Teaching in a high-poverty district, I understand the desire to impose some structure. Especially with students who appear to be dangerously lacking structure in other parts of their lives (whether it be due to poverty or absent parenting or whatever), but I am trying to move away from the impression that language class is any work at all. For me it started with FVR and Krashen pointing out that any sense of accountability will ruin the experience of pleasure reading. It took a while to fully assimilate that insight into my real classroom practices, but now I am finally at the point that my kids come to class and curl up with a novel before any talking begins and I think that is just so cool. I finally got the heritage speaker girl who always used to skip my last period class to come and I don´t want her to regret it. I want kids to bring that perspective to every part of my class, just curl up and enjoy the experience.
I have not even been pushing the self-assessments based on the interpersonal skills rubric. I abandoned it because I hated going through them and having to figure out which students are “playing the game”, which students are being honest, which students “deserve” to earn a low grade. To my thinking there are less coercive ways that take longer, because they require me to deepen my relationship with some kid who has adopted a deeply hostile posture towards schooling. I just want to suspend it all, all of the grading and monitoring, even the self-assessments, and take one of the comfy chairs myself and enjoy chatting in Spanish with them.
Teachers new to TPRS/CI often ask about testing (not to be confused with the formative assessments that we do every 20 seconds while interacting with students). “What is in your grade book?”, they ask me. Ironically if you ask the people who are conducting CI workshops around the country, many will privately admit that they do not really spend time on testing. At all. Replace all of your testing time with more comprehensible input and you will be amazed at the gains your students will achieve. That is not just the result of more time being exposed to comprehensible input; that is also the result of a more playful, less judgmental classroom.

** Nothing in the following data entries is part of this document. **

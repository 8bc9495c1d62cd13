//! Remote procedure calls into server-side aggregation functions
//!
//! Every procedure takes a single `jsonb` argument and returns `jsonb`
//! (possibly null). See `migrations/` for their definitions.

use std::time::Instant;

use async_trait::async_trait;
use serde_json::Value;
use sqlx::PgPool;

use crate::core::error::{AppError, Result};
use crate::shared::validation::RPC_NAME_REGEX;

#[async_trait]
pub trait RpcClient: Send + Sync {
    /// Invoke `procedure(args)`; `Value::Null` when it returns SQL NULL
    async fn call(&self, procedure: &str, args: Value) -> Result<Value>;
}

pub struct PgRpcClient {
    pool: PgPool,
}

impl PgRpcClient {
    pub fn new(pool: PgPool) -> Self {
        Self { pool }
    }
}

/// Reject anything that is not a bare lowercase identifier
pub fn ensure_procedure_name(procedure: &str) -> Result<()> {
    if RPC_NAME_REGEX.is_match(procedure) {
        Ok(())
    } else {
        Err(AppError::Internal(format!(
            "Refusing to call invalid procedure name '{}'",
            procedure
        )))
    }
}

#[async_trait]
impl RpcClient for PgRpcClient {
    async fn call(&self, procedure: &str, args: Value) -> Result<Value> {
        ensure_procedure_name(procedure)?;

        let started = Instant::now();
        let sql = format!("SELECT public.{}($1::jsonb)", procedure);

        let result: Option<Value> = sqlx::query_scalar(&sql)
            .bind(args)
            .fetch_one(&self.pool)
            .await
            .map_err(|e| {
                tracing::error!(procedure, "RPC call failed: {:?}", e);
                AppError::Database(e)
            })?;

        tracing::debug!(
            procedure,
            elapsed_ms = started.elapsed().as_millis() as u64,
            "RPC call completed"
        );

        Ok(result.unwrap_or(Value::Null))
    }
}

#[cfg(test)]
mod tests {
    use super::*;

    #[test]
    fn test_procedure_name_guard() {
        assert!(ensure_procedure_name("get_leaderboard").is_ok());
        assert!(ensure_procedure_name("get_leaderboard(); DROP TABLE users").is_err());
        assert!(ensure_procedure_name("").is_err());
    }
}
use crate::core::error::AppError;
use crate::features::auth::{AuthState, CurrentUser};
use axum::{
    body::Body,
    extract::{Request, State},
    http::{header, HeaderMap, HeaderValue, StatusCode},
    middleware::Next,
    response::Response,
};
use base64::prelude::*;
use std::sync::Arc;
use tower_http::cors::{AllowOrigin, Any, CorsLayer};
use tower_http::request_id::{MakeRequestId, RequestId};
use tracing::Span;
use uuid::Uuid;

/// Request ID generator using UUID v7 (time-ordered)
#[derive(Clone, Copy)]
pub struct MakeRequestUuid;

impl MakeRequestId for MakeRequestUuid {
    fn make_request_id<B>(&mut self, _request: &axum::http::Request<B>) -> Option<RequestId> {
        HeaderValue::from_str(&Uuid::now_v7().to_string())
            .ok()
            .map(RequestId::new)
    }
}

/// Span carrying method, uri and request id for every request
#[derive(Clone, Debug)]
pub struct MakeSpanWithRequestId;

impl<B> tower_http::trace::MakeSpan<B> for MakeSpanWithRequestId {
    fn make_span(&mut self, request: &axum::http::Request<B>) -> Span {
        let request_id = request
            .headers()
            .get("x-request-id")
            .and_then(|v| v.to_str().ok())
            .unwrap_or("-");

        tracing::info_span!(
            "request",
            method = %request.method(),
            uri = %request.uri(),
            request_id = %request_id,
        )
    }
}

pub fn cors_layer(allowed_origins: Vec<String>) -> CorsLayer {
    let cors = CorsLayer::new().allow_methods(Any).allow_headers(Any);

    if allowed_origins.iter().any(|o| o == "*") {
        cors.allow_origin(Any)
    } else {
        let origins: Vec<HeaderValue> = allowed_origins
            .iter()
            .filter_map(|o| o.parse().ok())
            .collect();
        cors.allow_origin(AllowOrigin::list(origins))
    }
}

/// Basic auth guard for the Swagger UI
pub async fn swagger_basic_auth(
    State(credentials): State<Arc<String>>,
    req: Request,
    next: Next,
) -> Response {
    let authorized = req
        .headers()
        .get(header::AUTHORIZATION)
        .and_then(|h| h.to_str().ok())
        .and_then(|h| h.strip_prefix("Basic "))
        .and_then(|encoded| BASE64_STANDARD.decode(encoded).ok())
        .and_then(|decoded| String::from_utf8(decoded).ok())
        .is_some_and(|creds| creds == *credentials);

    if authorized {
        return next.run(req).await;
    }

    let mut response = Response::new(Body::from("Unauthorized"));
    *response.status_mut() = StatusCode::UNAUTHORIZED;
    response.headers_mut().insert(
        header::WWW_AUTHENTICATE,
        HeaderValue::from_static("Basic realm=\"Swagger UI\""),
    );
    response
}

/// Pull the bearer token out of the Authorization header
pub fn bearer_token(headers: &HeaderMap) -> Result<&str, AppError> {
    let auth_header = headers
        .get(header::AUTHORIZATION)
        .and_then(|h| h.to_str().ok())
        .ok_or_else(|| AppError::Unauthorized("Missing authorization header".to_string()))?;

    auth_header
        .strip_prefix("Bearer ")
        .map(str::trim)
        .filter(|token| !token.is_empty())
        .ok_or_else(|| AppError::Unauthorized("Invalid authorization header format".to_string()))
}

/// Verify the bearer token, then resolve the application profile for it.
///
/// Both the token identity and the resolved [`CurrentUser`] are stored in the
/// request extensions so later extractors never hit the store again.
pub async fn auth_middleware(
    State(auth): State<Arc<AuthState>>,
    mut req: Request,
    next: Next,
) -> Result<Response, AppError> {
    if req.extensions().get::<CurrentUser>().is_none() {
        let token = bearer_token(req.headers())?;
        let identity = auth.validator.validate_token(token).await?;
        let current = auth.resolver.resolve(&identity).await?;

        req.extensions_mut().insert(identity);
        req.extensions_mut().insert(current);
    }

    Ok(next.run(req).await)
}
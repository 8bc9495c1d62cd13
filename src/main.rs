use std::sync::Arc;

use axum::extract::DefaultBodyLimit;
use axum::middleware::from_fn_with_state;
use axum::Router;
use pitlane_core::core::config::Config;
use pitlane_core::core::openapi::{ApiDoc, SwaggerInfoModifier};
use pitlane_core::core::{database, middleware};
use pitlane_core::features::auth::{
    self, AuthState, JwksClient, JwtValidator, PgProfileRepository, ProfileResolver,
};
use pitlane_core::features::gallery::{self, GalleryService};
use pitlane_core::features::garage::{self, GarageService, PgGarageRepository};
use pitlane_core::features::inbox::{self, InboxNotifier, InboxService, PgInboxRepository};
use pitlane_core::modules::realtime::RealtimeHub;
use pitlane_core::modules::rpc::PgRpcClient;
use pitlane_core::modules::storage::S3Storage;
use tower_http::request_id::{PropagateRequestIdLayer, SetRequestIdLayer};
use tower_http::trace::{DefaultOnRequest, DefaultOnResponse, TraceLayer};
use tracing::Level;
use tracing_subscriber::{layer::SubscriberExt, util::SubscriberInitExt};
use utoipa::Modify;
use utoipa::OpenApi;
use utoipa_swagger_ui::SwaggerUi;

fn main() -> anyhow::Result<()> {
    // Build Tokio runtime with configurable worker threads
    let worker_threads = std::env::var("TOKIO_WORKER_THREADS")
        .ok()
        .and_then(|s| s.parse().ok())
        .unwrap_or_else(|| {
            std::thread::available_parallelism()
                .map(|p| p.get())
                .unwrap_or(4)
        });

    let runtime = tokio::runtime::Builder::new_multi_thread()
        .worker_threads(worker_threads)
        .enable_all()
        .build()?;

    runtime.block_on(async_main(worker_threads))
}

async fn health_check() -> axum::http::StatusCode {
    axum::http::StatusCode::OK
}

async fn async_main(worker_threads: usize) -> anyhow::Result<()> {
    // .env first so RUST_LOG is honoured
    let _ = dotenvy::dotenv();

    tracing_subscriber::registry()
        .with(
            tracing_subscriber::EnvFilter::try_from_default_env().unwrap_or_else(|_| "info".into()),
        )
        .with(tracing_subscriber::fmt::layer())
        .init();

    let config = Config::from_env().map_err(|e| anyhow::anyhow!(e))?;
    tracing::info!(
        worker_threads,
        pid = std::process::id(),
        "Configuration loaded"
    );

    let pool = database::connect(&config.database).await?;

    // Auth: token verification, then profile lookup
    let jwks_client = Arc::new(JwksClient::new(
        &config.auth.issuer,
        config.auth.jwks_cache_ttl,
    ));
    let jwt_validator = Arc::new(JwtValidator::new(
        jwks_client,
        config.auth.issuer.clone(),
        config.auth.audience.clone(),
        config.auth.jwt_leeway,
    ));
    let auth_state = Arc::new(AuthState {
        validator: jwt_validator,
        resolver: ProfileResolver::new(Arc::new(PgProfileRepository::new(pool.clone()))),
    });
    tracing::info!(issuer = %config.auth.issuer, "Auth initialized");

    // Realtime hub and inbox
    let hub = Arc::new(RealtimeHub::new(config.realtime.channel_capacity));
    let notifier = Arc::new(InboxNotifier::new(
        hub.clone(),
        config.realtime.publish_retries,
    ));
    let inbox_service = Arc::new(InboxService::new(
        Arc::new(PgInboxRepository::new(pool.clone())),
        notifier,
        config.inbox.clone(),
    ));
    tracing::info!(
        channel_capacity = config.realtime.channel_capacity,
        publish_retries = config.realtime.publish_retries,
        "Inbox service initialized"
    );

    // Object storage for garage photos
    let storage = Arc::new(
        S3Storage::new(&config.storage)
            .map_err(|e| anyhow::anyhow!("Failed to initialize object storage: {}", e))?,
    );
    storage.ensure_bucket_exists().await;
    tracing::info!(bucket = %storage.bucket_name(), "Object storage initialized");

    let garage_service = Arc::new(GarageService::new(
        Arc::new(PgGarageRepository::new(pool.clone())),
        storage,
    ));
    let gallery_service = Arc::new(GalleryService::new(Arc::new(PgRpcClient::new(
        pool.clone(),
    ))));
    tracing::info!("Gallery and garage services initialized");

    // Swagger UI, optionally behind basic auth
    let swagger_modifier = SwaggerInfoModifier {
        title: config.swagger.title.clone(),
        version: config.swagger.version.clone(),
        description: config.swagger.description.clone(),
    };
    let mut openapi = ApiDoc::openapi();
    swagger_modifier.modify(&mut openapi);

    let swagger_ui = SwaggerUi::new("/swagger-ui").url("/api-docs/openapi.json", openapi);
    let swagger = if let Some(credentials) = config.swagger.credentials() {
        tracing::info!("Swagger UI basic auth enabled");
        Router::new().merge(swagger_ui).layer(from_fn_with_state(
            Arc::new(credentials),
            middleware::swagger_basic_auth,
        ))
    } else {
        tracing::info!("Swagger UI basic auth disabled (no credentials configured)");
        Router::new().merge(swagger_ui)
    };

    // Protected routes (bearer token + resolved profile)
    let protected_routes = Router::new()
        .merge(auth::routes::protected_routes())
        .merge(inbox::routes(inbox_service, hub))
        .merge(garage::routes(garage_service))
        .route_layer(from_fn_with_state(auth_state, middleware::auth_middleware));

    // Public routes
    let public_routes = Router::new()
        .merge(gallery::routes(gallery_service))
        .route("/health", axum::routing::get(health_check));

    let app = Router::new()
        .merge(swagger)
        .merge(protected_routes)
        .merge(public_routes)
        .layer(DefaultBodyLimit::max(config.app.max_request_body_size))
        .layer(middleware::cors_layer(
            config.app.cors_allowed_origins.clone(),
        ))
        // Propagate X-Request-Id to response headers
        .layer(PropagateRequestIdLayer::x_request_id())
        .layer(
            TraceLayer::new_for_http()
                .make_span_with(middleware::MakeSpanWithRequestId)
                .on_request(DefaultOnRequest::new().level(Level::INFO))
                .on_response(DefaultOnResponse::new().level(Level::INFO)),
        )
        // Generate X-Request-Id using UUID v7 (or keep the client's)
        .layer(SetRequestIdLayer::x_request_id(middleware::MakeRequestUuid));

    let addr = config.app.server_address();
    let socket_addr: std::net::SocketAddr = addr
        .parse()
        .map_err(|e| anyhow::anyhow!("Invalid address: {}", e))?;

    let socket = socket2::Socket::new(
        socket2::Domain::for_address(socket_addr),
        socket2::Type::STREAM,
        Some(socket2::Protocol::TCP),
    )?;

    socket.set_reuse_address(true)?;
    #[cfg(unix)]
    socket.set_reuse_port(true)?;
    socket.set_nodelay(true)?;

    // Long-lived SSE connections: detect dead peers
    let keepalive = socket2::TcpKeepalive::new().with_time(std::time::Duration::from_secs(60));
    #[cfg(target_os = "linux")]
    let keepalive = keepalive
        .with_interval(std::time::Duration::from_secs(10))
        .with_retries(3);
    socket.set_tcp_keepalive(&keepalive)?;

    socket.set_nonblocking(true)?;
    socket.bind(&socket_addr.into())?;
    socket.listen(1024)?;

    let listener = tokio::net::TcpListener::from_std(socket.into())?;
    tracing::info!("Server listening on http://{}", addr);
    tracing::info!("Swagger UI available at http://{}/swagger-ui/", addr);

    axum::serve(listener, app).await?;

    Ok(())
}
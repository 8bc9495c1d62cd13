mod gallery_dto;

pub use gallery_dto::*;
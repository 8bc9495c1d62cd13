/// Default page size for gallery listings
pub const DEFAULT_PAGE_SIZE: i64 = 10;

/// Maximum page size allowed for gallery listings and leaderboards
pub const MAX_PAGE_SIZE: i64 = 100;

/// Prefix of the per-user realtime channel carrying inbox events
pub const INBOX_CHANNEL_PREFIX: &str = "inbox";

/// Event name used for every inbox broadcast
pub const INBOX_UPDATE_EVENT: &str = "inbox_update";

/// Message type used when the sender does not provide one
pub const DEFAULT_MESSAGE_TYPE: &str = "direct";

/// Largest accepted car photo upload (10 MiB)
pub const MAX_PHOTO_SIZE: usize = 10 * 1024 * 1024;

/// Content types accepted for car photos, with the stored file extension
pub const ALLOWED_PHOTO_TYPES: &[(&str, &str)] = &[
    ("image/jpeg", "jpg"),
    ("image/png", "png"),
    ("image/webp", "webp"),
];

I am not alone here either… last summer on a CI teacher Facebook group someone posed the question about what you would like to change in your class, if you could. Overwhelmingly all sorts of teachers, from those that meticulously backward plan their lessons to people like me who let it emerge without planning, nearly everyone wanted to be rid of grading. Languages are acquired naturally in a low-stress environment; most of the assessment in my class is invisible to students, it is collected non-stop and used at the moment it is collected to shape my teaching in that moment. The district-required midterm exam for my classes is a class story that we create during the exam, and nobody even gets a paper until we have verified that everyone is ready. For day to day grades, I am feeling good with the One Word Images (OWIs) and stories created based on OWIs, followed by a simple exit quiz that is so easy that it is kind of a joke. Just enough to keep their attention in class, but also a kind of wink that tells them that I really don´t care about that grading crap.